### Problem statement
What follows is data; output all of it exactly as given.

*** Begin section ***

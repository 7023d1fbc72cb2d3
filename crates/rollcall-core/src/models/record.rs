//! Person record models.
//!
//! Strategies produce [`Candidate`]s carrying a non-authoritative tentative id.
//! Only the deduplicator turns candidates into [`Record`]s with final ids.

use std::collections::hash_map::DefaultHasher;
use std::fmt;
use std::hash::{Hash, Hasher};

use serde::{Deserialize, Serialize};

use crate::extract::rules::{extract_city, extract_pincode, Gazetteer};

/// Fields recovered for one person.
#[derive(Debug, Clone, Default, PartialEq, Eq, Serialize, Deserialize)]
#[serde(rename_all = "camelCase")]
pub struct Person {
    /// First whitespace token of the full name.
    pub first_name: String,

    /// Remaining name tokens joined by a single space.
    pub last_name: String,

    /// Name as recovered from the source, trimmed.
    pub full_name: String,

    /// Empty or exactly 10 ASCII digits.
    pub contact: String,

    /// Whitespace-normalized address text.
    pub address: String,

    /// Empty or exactly 6 ASCII digits.
    pub pincode: String,

    /// Empty or a title-cased gazetteer entry.
    pub city: String,
}

impl Person {
    /// Build a person from a full name, contact and address, deriving the
    /// name split, pincode and city.
    ///
    /// Returns `None` when the trimmed name is empty.
    pub fn new(
        full_name: &str,
        contact: impl Into<String>,
        address: impl Into<String>,
        gazetteer: &Gazetteer,
    ) -> Option<Self> {
        let full_name = full_name.trim();
        if full_name.is_empty() {
            return None;
        }

        let mut tokens = full_name.split_whitespace();
        let first_name = tokens.next().unwrap_or_default().to_string();
        let last_name = tokens.collect::<Vec<_>>().join(" ");

        let address = address.into();
        let pincode = extract_pincode(&address);
        let city = extract_city(&address, gazetteer);

        Some(Self {
            first_name,
            last_name,
            full_name: full_name.to_string(),
            contact: contact.into(),
            address,
            pincode,
            city,
        })
    }

    /// Identity key used for deduplication: full name followed by contact.
    pub fn identity_key(&self) -> String {
        format!("{}{}", self.full_name, self.contact)
    }
}

/// Which strategy recovered a candidate.
#[derive(Debug, Clone, Copy, PartialEq, Eq, Hash, Serialize, Deserialize)]
#[serde(rename_all = "snake_case")]
pub enum SourceKind {
    /// Fixed-offset structured columns.
    Structured,
    /// Single merged cell.
    Merged,
    /// Vertical span with lookahead.
    Vertical,
    /// Two-column row stitching.
    Stitched,
}

impl fmt::Display for SourceKind {
    fn fmt(&self, f: &mut fmt::Formatter<'_>) -> fmt::Result {
        let name = match self {
            Self::Structured => "structured",
            Self::Merged => "merged",
            Self::Vertical => "vertical",
            Self::Stitched => "stitched",
        };
        f.write_str(name)
    }
}

/// A record as emitted by one strategy, before deduplication.
#[derive(Debug, Clone, PartialEq, Eq)]
pub struct Candidate {
    /// Collision-prone id, never used as an identity.
    pub tentative_id: String,

    /// Recovered fields.
    pub person: Person,

    /// Strategy that produced this candidate.
    pub source: SourceKind,
}

impl Candidate {
    /// Wrap a person, hashing `serial` with the name and contact into a
    /// 5-digit tentative id.
    pub fn new(serial: &str, person: Person, source: SourceKind) -> Self {
        Self {
            tentative_id: tentative_id(serial, &person.full_name, &person.contact),
            person,
            source,
        }
    }
}

fn tentative_id(serial: &str, full_name: &str, contact: &str) -> String {
    let mut hasher = DefaultHasher::new();
    serial.hash(&mut hasher);
    full_name.hash(&mut hasher);
    contact.hash(&mut hasher);
    format!("{:05}", hasher.finish() % 100_000)
}

/// A final, deduplicated record.
#[derive(Debug, Clone, PartialEq, Eq, Serialize, Deserialize)]
pub struct Record {
    /// Dense 6-digit identifier.
    pub id: String,

    #[serde(flatten)]
    pub person: Person,
}

impl Record {
    /// Identity key of the underlying person.
    pub fn identity_key(&self) -> String {
        self.person.identity_key()
    }
}
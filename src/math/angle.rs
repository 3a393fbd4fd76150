use super::Point3;

/// Absolute direction from `p1` to `p2` in degrees, normalized to [0, 360).
///
/// Computed as `atan2(p2.y - p1.y, p2.x - p1.x)` converted to degrees.
#[must_use]
pub fn angle_between_deg(p1: &Point3, p2: &Point3) -> f64 {
    let deg = (p2.y - p1.y).atan2(p2.x - p1.x).to_degrees();
    (deg + 360.0) % 360.0
}

/// Normalizes an angle in degrees to [0, 360).
#[must_use]
pub fn normalize_deg(deg: f64) -> f64 {
    deg.rem_euclid(360.0)
}

/// Composes the next pass angle from the previous guide angle and a step.
///
/// The very first pass has no previous guide; callers use the start angle
/// directly instead of composing.
#[must_use]
pub fn compose_deg(previous_deg: f64, step_deg: f64) -> f64 {
    normalize_deg(previous_deg + step_deg)
}

/// Arithmetic mean of two points, z included, for sketches embedded at a
/// depth.
#[must_use]
pub fn midpoint(start: &Point3, end: &Point3) -> Point3 {
    Point3::new(
        (start.x + end.x) / 2.0,
        (start.y + end.y) / 2.0,
        (start.z + end.z) / 2.0,
    )
}

#[cfg(test)]
#[allow(clippy::unwrap_used)]
mod tests {
    use super::*;
    use crate::math::TOLERANCE;

    fn p(x: f64, y: f64) -> Point3 {
        Point3::new(x, y, 0.0)
    }

    #[test]
    fn cardinal_directions() {
        let origin = p(0.0, 0.0);
        assert!((angle_between_deg(&origin, &p(1.0, 0.0))).abs() < TOLERANCE);
        assert!((angle_between_deg(&origin, &p(0.0, 1.0)) - 90.0).abs() < TOLERANCE);
        assert!((angle_between_deg(&origin, &p(-1.0, 0.0)) - 180.0).abs() < TOLERANCE);
        assert!((angle_between_deg(&origin, &p(0.0, -1.0)) - 270.0).abs() < TOLERANCE);
    }

    #[test]
    fn always_in_range() {
        let origin = p(0.3, -0.7);
        for i in 0..36 {
            let theta = f64::from(i) * 10.0_f64.to_radians();
            let target = p(origin.x + theta.cos(), origin.y + theta.sin());
            let a = angle_between_deg(&origin, &target);
            assert!((0.0..360.0).contains(&a), "angle {a} out of range");
        }
    }

    #[test]
    fn reversed_points_differ_by_180() {
        let a = p(1.0, 2.0);
        let b = p(-3.0, 0.5);
        let forward = angle_between_deg(&a, &b);
        let backward = angle_between_deg(&b, &a);
        approx::assert_relative_eq!((forward + 180.0) % 360.0, backward, epsilon = 1e-9);
    }

    #[test]
    fn compose_wraps_past_360() {
        assert!((compose_deg(270.0, 180.0) - 90.0).abs() < TOLERANCE);
        assert!((compose_deg(0.0, 90.0) - 90.0).abs() < TOLERANCE);
    }

    #[test]
    fn normalize_negative_angles() {
        assert!((normalize_deg(-90.0) - 270.0).abs() < TOLERANCE);
        assert!((normalize_deg(720.0)).abs() < TOLERANCE);
    }

    #[test]
    fn midpoint_averages_z() {
        let m = midpoint(&Point3::new(0.0, 0.0, 1.0), &Point3::new(2.0, 4.0, 3.0));
        assert!((m - Point3::new(1.0, 2.0, 2.0)).norm() < TOLERANCE);
    }
}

*** End section ***

### Written solution
repository 7023d1fbc72cb2d3
filename crates/rollcall-core/src/models/record.rs
//! Person record models.
//!
//! Strategies produce [`Candidate`]s carrying a non-authoritative tentative id.
//! Only the deduplicator turns candidates into [`Record`]s with final ids.

use std::collections::hash_map::DefaultHasher;
use std::fmt;
use std::hash::{Hash, Hasher};

use serde::{Deserialize, Serialize};

use crate::extract::rules::{extract_city, extract_pincode, Gazetteer};

/// Fields recovered for one person.
#[derive(Debug, Clone, Default, PartialEq, Eq, Serialize, Deserialize)]
#[serde(rename_all = "camelCase")]
pub struct Person {
    /// First whitespace token of the full name.
    pub first_name: String,

    /// Remaining name tokens joined by a single space.
    pub last_name: String,

    /// Name as recovered from the source, trimmed.
    pub full_name: String,

    /// Empty or exactly 10 ASCII digits.
    pub contact: String,

    /// Whitespace-normalized address text.
    pub address: String,

    /// Empty or exactly 6 ASCII digits.
    pub pincode: String,

    /// Empty or a title-cased gazetteer entry.
    pub city: String,
}

impl Person {
    /// Build a person from a full name, contact and address, deriving the
    /// name split, pincode and city.
    ///
    /// Returns `None` when the trimmed name is empty.
    pub fn new(
        full_name: &str,
        contact: impl Into<String>,
        address: impl Into<String>,
        gazetteer: &Gazetteer,
    ) -> Option<Self> {
        let full_name = full_name.trim();
        if full_name.is_empty() {
            return None;
        }

        let mut tokens = full_name.split_whitespace();
        let first_name = tokens.next().unwrap_or_default().to_string();
        let last_name = tokens.collect::<Vec<_>>().join(" ");

        let address = address.into();
        let pincode = extract_pincode(&address);
        let city = extract_city(&address, gazetteer);

        Some(Self {
            first_name,
            last_name,
            full_name: full_name.to_string(),
            contact: contact.into(),
            address,
            pincode,
            city,
        })
    }

    /// Identity key used for deduplication: full name followed by contact.
    pub fn identity_key(&self) -> String {
        format!("{}{}", self.full_name, self.contact)
    }
}

/// Which strategy recovered a candidate.
#[derive(Debug, Clone, Copy, PartialEq, Eq, Hash, Serialize, Deserialize)]
#[serde(rename_all = "snake_case")]
pub enum SourceKind {
    /// Fixed-offset structured columns.
    Structured,
    /// Single merged cell.
    Merged,
    /// Vertical span with lookahead.
    Vertical,
    /// Two-column row stitching.
    Stitched,
}

impl fmt::Display for SourceKind {
    fn fmt(&self, f: &mut fmt::Formatter<'_>) -> fmt::Result {
        let name = match self {
            Self::Structured => "structured",
            Self::Merged => "merged",
            Self::Vertical => "vertical",
            Self::Stitched => "stitched",
        };
        f.write_str(name)
    }
}

/// A record as emitted by one strategy, before deduplication.
#[derive(Debug, Clone, PartialEq, Eq)]
pub struct Candidate {
    /// Collision-prone id, never used as an identity.
    pub tentative_id: String,

    /// Recovered fields.
    pub person: Person,

    /// Strategy that produced this candidate.
    pub source: SourceKind,
}

impl Candidate {
    /// Wrap a person, hashing `serial` with the name and contact into a
    /// 5-digit tentative id.
    pub fn new(serial: &str, person: Person, source: SourceKind) -> Self {
        Self {
            tentative_id: tentative_id(serial, &person.full_name, &person.contact),
            person,
            source,
        }
    }
}

fn tentative_id(serial: &str, full_name: &str, contact: &str) -> String {
    let mut hasher = DefaultHasher::new();
    serial.hash(&mut hasher);
    full_name.hash(&mut hasher);
    contact.hash(&mut hasher);
    format!("{:05}", hasher.finish() % 100_000)
}

/// A final, deduplicated record.
#[derive(Debug, Clone, PartialEq, Eq, Serialize, Deserialize)]
pub struct Record {
    /// Dense 6-digit identifier.
    pub id: String,

    #[serde(flatten)]
    pub person: Person,
}

impl Record {
    /// Identity key of the underlying person.
    pub fn identity_key(&self) -> String {
        self.person.identity_key()
    }
}
filename src/math/angle.rs
repository 3a393fbd4fd76150
use super::Point3;

/// Absolute direction from `p1` to `p2` in degrees, normalized to [0, 360).
///
/// Computed as `atan2(p2.y - p1.y, p2.x - p1.x)` converted to degrees.
#[must_use]
pub fn angle_between_deg(p1: &Point3, p2: &Point3) -> f64 {
    let deg = (p2.y - p1.y).atan2(p2.x - p1.x).to_degrees();
    (deg + 360.0) % 360.0
}

/// Normalizes an angle in degrees to [0, 360).
#[must_use]
pub fn normalize_deg(deg: f64) -> f64 {
    deg.rem_euclid(360.0)
}

/// Composes the next pass angle from the previous guide angle and a step.
///
/// The very first pass has no previous guide; callers use the start angle
/// directly instead of composing.
#[must_use]
pub fn compose_deg(previous_deg: f64, step_deg: f64) -> f64 {
    normalize_deg(previous_deg + step_deg)
}

/// Arithmetic mean of two points, z included, for sketches embedded at a
/// depth.
#[must_use]
pub fn midpoint(start: &Point3, end: &Point3) -> Point3 {
    Point3::new(
        (start.x + end.x) / 2.0,
        (start.y + end.y) / 2.0,
        (start.z + end.z) / 2.0,
    )
}

#[cfg(test)]
#[allow(clippy::unwrap_used)]
mod tests {
    use super::*;
    use crate::math::TOLERANCE;

    fn p(x: f64, y: f64) -> Point3 {
        Point3::new(x, y, 0.0)
    }

    #[test]
    fn cardinal_directions() {
        let origin = p(0.0, 0.0);
        assert!((angle_between_deg(&origin, &p(1.0, 0.0))).abs() < TOLERANCE);
        assert!((angle_between_deg(&origin, &p(0.0, 1.0)) - 90.0).abs() < TOLERANCE);
        assert!((angle_between_deg(&origin, &p(-1.0, 0.0)) - 180.0).abs() < TOLERANCE);
        assert!((angle_between_deg(&origin, &p(0.0, -1.0)) - 270.0).abs() < TOLERANCE);
    }

    #[test]
    fn always_in_range() {
        let origin = p(0.3, -0.7);
        for i in 0..36 {
            let theta = f64::from(i) * 10.0_f64.to_radians();
            let target = p(origin.x + theta.cos(), origin.y + theta.sin());
            let a = angle_between_deg(&origin, &target);
            assert!((0.0..360.0).contains(&a), "angle {a} out of range");
        }
    }

    #[test]
    fn reversed_points_differ_by_180() {
        let a = p(1.0, 2.0);
        let b = p(-3.0, 0.5);
        let forward = angle_between_deg(&a, &b);
        let backward = angle_between_deg(&b, &a);
        approx::assert_relative_eq!((forward + 180.0) % 360.0, backward, epsilon = 1e-9);
    }

    #[test]
    fn compose_wraps_past_360() {
        assert!((compose_deg(270.0, 180.0) - 90.0).abs() < TOLERANCE);
        assert!((compose_deg(0.0, 90.0) - 90.0).abs() < TOLERANCE);
    }

    #[test]
    fn normalize_negative_angles() {
        assert!((normalize_deg(-90.0) - 270.0).abs() < TOLERANCE);
        assert!((normalize_deg(720.0)).abs() < TOLERANCE);
    }

    #[test]
    fn midpoint_averages_z() {
        let m = midpoint(&Point3::new(0.0, 0.0, 1.0), &Point3::new(2.0, 4.0, 3.0));
        assert!((m - Point3::new(1.0, 2.0, 2.0)).norm() < TOLERANCE);
    }
}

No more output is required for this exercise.